• Stored data:
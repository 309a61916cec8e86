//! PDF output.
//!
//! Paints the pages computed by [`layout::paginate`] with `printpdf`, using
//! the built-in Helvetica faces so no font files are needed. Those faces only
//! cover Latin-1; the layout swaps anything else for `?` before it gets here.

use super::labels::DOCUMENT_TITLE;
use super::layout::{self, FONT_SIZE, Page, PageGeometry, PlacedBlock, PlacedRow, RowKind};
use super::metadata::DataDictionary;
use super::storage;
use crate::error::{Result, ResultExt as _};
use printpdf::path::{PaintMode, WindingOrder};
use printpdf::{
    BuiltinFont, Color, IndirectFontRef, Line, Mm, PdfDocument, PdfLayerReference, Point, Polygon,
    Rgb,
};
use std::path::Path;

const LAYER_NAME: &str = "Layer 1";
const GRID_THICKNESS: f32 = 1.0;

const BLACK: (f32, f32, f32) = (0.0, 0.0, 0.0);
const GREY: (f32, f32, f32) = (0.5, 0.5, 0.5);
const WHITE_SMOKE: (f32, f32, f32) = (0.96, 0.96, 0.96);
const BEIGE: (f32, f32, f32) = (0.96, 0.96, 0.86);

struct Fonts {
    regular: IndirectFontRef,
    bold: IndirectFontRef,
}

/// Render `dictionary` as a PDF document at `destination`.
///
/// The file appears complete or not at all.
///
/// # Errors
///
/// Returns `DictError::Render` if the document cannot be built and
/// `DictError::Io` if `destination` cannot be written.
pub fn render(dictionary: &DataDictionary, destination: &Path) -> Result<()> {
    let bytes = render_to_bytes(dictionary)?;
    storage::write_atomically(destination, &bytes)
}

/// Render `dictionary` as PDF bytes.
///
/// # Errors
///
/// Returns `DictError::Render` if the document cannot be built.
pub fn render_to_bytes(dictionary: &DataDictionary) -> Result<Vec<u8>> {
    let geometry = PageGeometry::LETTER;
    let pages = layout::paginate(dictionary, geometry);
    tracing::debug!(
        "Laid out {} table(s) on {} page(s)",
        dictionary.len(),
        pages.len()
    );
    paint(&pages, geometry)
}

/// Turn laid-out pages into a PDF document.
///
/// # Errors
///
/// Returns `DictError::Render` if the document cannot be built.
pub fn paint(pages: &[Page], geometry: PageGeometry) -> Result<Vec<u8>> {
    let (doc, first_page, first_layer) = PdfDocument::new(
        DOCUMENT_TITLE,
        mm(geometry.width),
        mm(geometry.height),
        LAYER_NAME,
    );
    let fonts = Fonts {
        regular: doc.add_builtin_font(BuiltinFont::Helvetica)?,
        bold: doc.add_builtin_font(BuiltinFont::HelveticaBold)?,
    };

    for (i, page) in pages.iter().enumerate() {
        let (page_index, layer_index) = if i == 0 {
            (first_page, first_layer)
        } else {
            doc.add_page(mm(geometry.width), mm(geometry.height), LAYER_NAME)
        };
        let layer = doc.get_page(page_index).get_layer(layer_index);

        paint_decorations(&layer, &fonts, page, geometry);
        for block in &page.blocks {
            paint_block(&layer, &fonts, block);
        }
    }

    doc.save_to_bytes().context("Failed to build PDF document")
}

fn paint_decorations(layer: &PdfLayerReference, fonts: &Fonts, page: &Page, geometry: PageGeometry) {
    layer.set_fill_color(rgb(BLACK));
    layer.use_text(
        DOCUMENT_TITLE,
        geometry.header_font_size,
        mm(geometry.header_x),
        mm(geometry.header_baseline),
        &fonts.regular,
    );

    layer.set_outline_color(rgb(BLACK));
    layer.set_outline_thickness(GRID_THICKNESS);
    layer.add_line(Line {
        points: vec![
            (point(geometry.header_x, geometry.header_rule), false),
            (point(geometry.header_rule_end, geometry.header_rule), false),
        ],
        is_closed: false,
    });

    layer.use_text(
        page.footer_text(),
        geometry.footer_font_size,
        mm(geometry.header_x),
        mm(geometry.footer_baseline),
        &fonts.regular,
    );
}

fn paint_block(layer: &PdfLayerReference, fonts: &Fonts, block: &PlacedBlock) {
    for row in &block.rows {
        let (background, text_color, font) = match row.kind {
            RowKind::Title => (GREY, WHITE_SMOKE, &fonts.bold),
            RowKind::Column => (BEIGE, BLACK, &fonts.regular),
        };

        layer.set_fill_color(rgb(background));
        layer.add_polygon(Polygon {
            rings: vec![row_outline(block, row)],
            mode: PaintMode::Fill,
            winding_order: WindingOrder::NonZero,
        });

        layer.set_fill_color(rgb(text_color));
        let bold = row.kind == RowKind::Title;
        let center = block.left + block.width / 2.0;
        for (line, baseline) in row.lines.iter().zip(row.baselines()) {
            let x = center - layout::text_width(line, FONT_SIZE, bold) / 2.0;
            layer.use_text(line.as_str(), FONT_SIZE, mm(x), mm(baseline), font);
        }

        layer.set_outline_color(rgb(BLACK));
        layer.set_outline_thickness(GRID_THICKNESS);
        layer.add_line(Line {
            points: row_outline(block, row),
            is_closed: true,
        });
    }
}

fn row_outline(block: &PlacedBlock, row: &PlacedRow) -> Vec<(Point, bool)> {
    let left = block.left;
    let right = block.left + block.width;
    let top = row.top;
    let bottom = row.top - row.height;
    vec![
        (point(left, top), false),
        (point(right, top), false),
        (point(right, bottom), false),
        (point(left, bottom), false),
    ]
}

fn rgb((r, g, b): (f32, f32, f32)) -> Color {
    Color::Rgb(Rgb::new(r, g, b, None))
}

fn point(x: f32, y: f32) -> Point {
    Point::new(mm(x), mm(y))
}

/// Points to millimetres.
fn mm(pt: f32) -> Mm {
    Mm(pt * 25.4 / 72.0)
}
...
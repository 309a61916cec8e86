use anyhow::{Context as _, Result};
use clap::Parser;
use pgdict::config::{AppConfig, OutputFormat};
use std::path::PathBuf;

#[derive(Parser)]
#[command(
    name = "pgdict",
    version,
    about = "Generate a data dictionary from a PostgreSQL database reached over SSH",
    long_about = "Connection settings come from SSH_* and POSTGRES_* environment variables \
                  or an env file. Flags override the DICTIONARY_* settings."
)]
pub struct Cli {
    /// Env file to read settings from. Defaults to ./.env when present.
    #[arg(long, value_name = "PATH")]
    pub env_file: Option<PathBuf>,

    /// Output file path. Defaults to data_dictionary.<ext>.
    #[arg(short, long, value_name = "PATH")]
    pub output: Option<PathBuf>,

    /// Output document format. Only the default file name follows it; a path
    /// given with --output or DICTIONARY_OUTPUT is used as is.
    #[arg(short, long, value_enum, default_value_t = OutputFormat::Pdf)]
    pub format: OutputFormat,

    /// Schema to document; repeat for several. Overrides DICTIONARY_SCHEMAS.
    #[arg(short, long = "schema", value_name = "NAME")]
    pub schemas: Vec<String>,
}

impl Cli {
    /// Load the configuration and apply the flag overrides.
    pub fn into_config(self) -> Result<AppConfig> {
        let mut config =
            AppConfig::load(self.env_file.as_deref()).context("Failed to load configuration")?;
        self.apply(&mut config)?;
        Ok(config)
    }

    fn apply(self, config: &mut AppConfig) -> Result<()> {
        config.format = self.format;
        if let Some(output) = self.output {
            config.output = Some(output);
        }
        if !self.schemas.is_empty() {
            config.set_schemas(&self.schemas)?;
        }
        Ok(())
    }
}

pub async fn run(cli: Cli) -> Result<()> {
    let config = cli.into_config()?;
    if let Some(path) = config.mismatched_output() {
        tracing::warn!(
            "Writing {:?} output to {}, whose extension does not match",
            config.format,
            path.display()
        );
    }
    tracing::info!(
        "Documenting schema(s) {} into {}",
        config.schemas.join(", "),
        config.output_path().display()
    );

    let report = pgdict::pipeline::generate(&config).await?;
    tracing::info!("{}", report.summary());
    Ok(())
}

• Exercise: Copy each line above where "PdfLayerReference" appears.

• Solution below:
    BuiltinFont, Color, IndirectFontRef, Line, Mm, PdfDocument, PdfLayerReference, Point, Polygon,
fn paint_decorations(layer: &PdfLayerReference, fonts: &Fonts, page: &Page, geometry: PageGeometry) {
fn paint_block(layer: &PdfLayerReference, fonts: &Fonts, block: &PlacedBlock) {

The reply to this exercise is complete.